Records shown
________

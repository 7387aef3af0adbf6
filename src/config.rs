//! Bridge configuration, loaded from a TOML file.

use std::fs;
use std::path::{Path, PathBuf};

use serde::{Deserialize, Serialize};
use thiserror::Error;
use tracing::{debug, info, warn};

/// Launch parameters for the tracker process and the frame loop pace.
#[derive(Deserialize, Serialize, Clone, Debug)]
#[serde(default)]
pub struct BridgeConfig {
    /// Executable used to run the tracker, e.g. `python3`.
    pub executable: String,

    /// Arguments passed to the executable, typically the script path.
    pub args: Vec<String>,

    /// Working directory for the tracker; inherited when unset.
    pub working_dir: Option<PathBuf>,

    /// Frame tick interval in milliseconds.
    pub tick_interval_ms: u64,
}

impl Default for BridgeConfig {
    fn default() -> Self {
        Self {
            executable: "python3".to_string(),
            args: vec!["hand_control.py".to_string()],
            working_dir: None,
            tick_interval_ms: 16, // ~60 ticks/sec
        }
    }
}

#[derive(Debug, Error)]
pub enum ConfigError {
    #[error("failed to read config file: {0}")]
    Io(#[from] std::io::Error),

    #[error("failed to parse config file: {0}")]
    Parse(#[from] toml::de::Error),
}

impl BridgeConfig {
    /// Loads configuration from a TOML file.
    pub fn load(path: &Path) -> Result<Self, ConfigError> {
        let raw = fs::read_to_string(path)?;
        let config: Self = toml::from_str(&raw)?;
        debug!("loaded config from {}: {:?}", path.display(), config);
        Ok(config)
    }

    /// Loads configuration, falling back to defaults.
    ///
    /// A missing or unreadable file is logged and replaced by the
    /// defaults; the bridge should come up either way.
    pub fn load_or_default(path: &Path) -> Self {
        match Self::load(path) {
            Ok(config) => {
                info!("using config file {}", path.display());
                config
            }
            Err(e) => {
                warn!(
                    "no usable config at {} ({}), using defaults",
                    path.display(),
                    e
                );
                Self::default()
            }
        }
    }
}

________

What this task involves
Across the material above, how many lines contain the string "Loads"? The reply should be that number alone.

Solution
2